Canadian novelist and short story writer (born 1949)

Gabriella Goliger (born 1949) is a Canadian novelist and short story writer. She was co-winner of the Journey Prize in 1997 for her short story "Maladies of the Inner Ear", and has since published three books: Song of Ascent in 2001, Girl Unwrapped in 2010, which won the Ottawa Book Award for Fiction, and Eva Salomon's War, which was published in 2018 and received praise from novelists Joan Thomas and Francis Itani.

She is Jewish.

Goliger also won the Prism International Award in 1993, and was a finalist for the Journey Prize again in 1995. She has been published in a number of journals and anthologies including Best New American Voices in 2000 and Contemporary Jewish Writing in Canada.

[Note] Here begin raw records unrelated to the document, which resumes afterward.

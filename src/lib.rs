// This file is part of tms52xx.
// Licensed under the GPLv3. See LICENSE file in the project root for full license text.

#![no_std]
#![warn(missing_docs)]
//! Cycle-accurate emulator of the TMS5220 family of LPC speech synthesizers.
//!
//! The chip takes commands and frame data over an 8-bit bus, buffers speech
//! data in a 16-byte FIFO (or fetches it from an external speech ROM), and
//! synthesizes 8 kHz audio through a ten stage lattice filter. All arithmetic
//! follows the silicon bit for bit, so output can be compared sample by
//! sample against hardware captures.
//!
//! ## Example
//! ```
//! use tms52xx::{ChipVariant, Tms5220};
//!
//! let mut chip = Tms5220::new(ChipVariant::Tms5220);
//! chip.write(0x60); // speak external
//! let mut buffer = [0i16; 200];
//! chip.process(&mut buffer);
//! ```

extern crate alloc;

use alloc::string::{String, ToString};
use core::str::FromStr;

/// Output stage: analog and digital pin conversion.
pub mod dac;
/// Command decoding and status/talk-state bookkeeping.
pub mod control;
mod data;
/// Voiced (chirp) and unvoiced (noise) excitation.
pub mod excitation;
/// 16-byte speech data FIFO with bit-granular reads.
pub mod fifo;
/// Frame parameters and the frame bitstream parser.
pub mod frame;
/// Parameter interpolation and the chip's timing counters.
pub mod interpolator;
/// Ten stage reflection-coefficient lattice filter.
pub mod lattice;
mod tms5220;
/// External speech memory (VSM) protocols.
pub mod vsm;

pub use self::dac::OutputPin;
pub use self::data::Coefficients;
pub use self::tms5220::{State, Tms5220, Tms5220Config};

/// TMS52xx chip variant selection.
///
/// Variants share one synthesis engine and differ in their coefficient ROM
/// and a few quirks, such as the variable frame rate of the TMS5220C.
#[derive(Clone, Copy, Debug, PartialEq, Eq, Hash, Default)]
pub enum ChipVariant {
    /// TMS5220, the common part found in arcade boards and home computers.
    #[default]
    Tms5220,
    /// TMS5220C with the SET RATE command and variable frame length.
    Tms5220C,
    /// TMS5200, the earlier part with the TMC0285 coefficient ROM.
    Tms5200,
    /// CD2501E, the second-source TMS5200.
    Cd2501e,
    /// CD2501ECD, the second-source TMS5220C.
    Cd2501ecd,
}

impl ChipVariant {
    /// Whether the chip understands SET RATE and 2-bit per-frame rate fields.
    pub const fn has_rate_control(self) -> bool {
        matches!(self, Self::Tms5220C | Self::Cd2501ecd)
    }

    /// Lowercase part name, as accepted by [`FromStr`].
    pub const fn name(self) -> &'static str {
        match self {
            Self::Tms5220 => "tms5220",
            Self::Tms5220C => "tms5220c",
            Self::Tms5200 => "tms5200",
            Self::Cd2501e => "cd2501e",
            Self::Cd2501ecd => "cd2501ecd",
        }
    }
}

impl FromStr for ChipVariant {
    type Err = ConfigError;

    fn from_str(s: &str) -> Result<Self, Self::Err> {
        let variant = [
            Self::Tms5220,
            Self::Tms5220C,
            Self::Tms5200,
            Self::Cd2501e,
            Self::Cd2501ecd,
        ]
        .into_iter()
        .find(|variant| variant.name().eq_ignore_ascii_case(s.trim()));
        variant.ok_or_else(|| ConfigError::UnknownVariant(s.to_string()))
    }
}

/// Clock frequency constants.
///
/// The chip produces one sample every [`CYCLES_PER_SAMPLE`](clock::CYCLES_PER_SAMPLE)
/// input clocks.
pub mod clock {
    /// Input clocks per output sample.
    pub const CYCLES_PER_SAMPLE: u32 = 80;
    /// 640 kHz clock, 8 kHz output.
    pub const TMS5220_8KHZ: u32 = 640_000;
    /// 800 kHz clock, 10 kHz output.
    pub const TMS5220_10KHZ: u32 = 800_000;
}

/// Error returned when a chip configuration is invalid.
#[derive(Debug, Clone, PartialEq, Eq, thiserror::Error)]
pub enum ConfigError {
    /// The variant name does not match a supported part.
    #[error("unknown chip variant: {0:?}")]
    UnknownVariant(String),
    /// Clock frequency must be non-zero.
    #[error("clock frequency must be non-zero")]
    ZeroClockFreq,
}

Born in Italy, Goliger grew up in Montreal, Quebec, where she obtained a B.A. in English Literature at McGill University. She later obtained an M.A. in English Literature from the Hebrew University of Jerusalem. She has lived in Israel, the Eastern Arctic, and Victoria, British Columbia. Ottawa, Ontario has been her home for the past 30 years. She has lived with her partner, Carleton University academic Barbara Freeman, for almost three decades; they've been married since 2006.

==Works==
- Song of Ascent (2001)
- Girl Unwrapped (2010)
- Eva Salomon's War (2018)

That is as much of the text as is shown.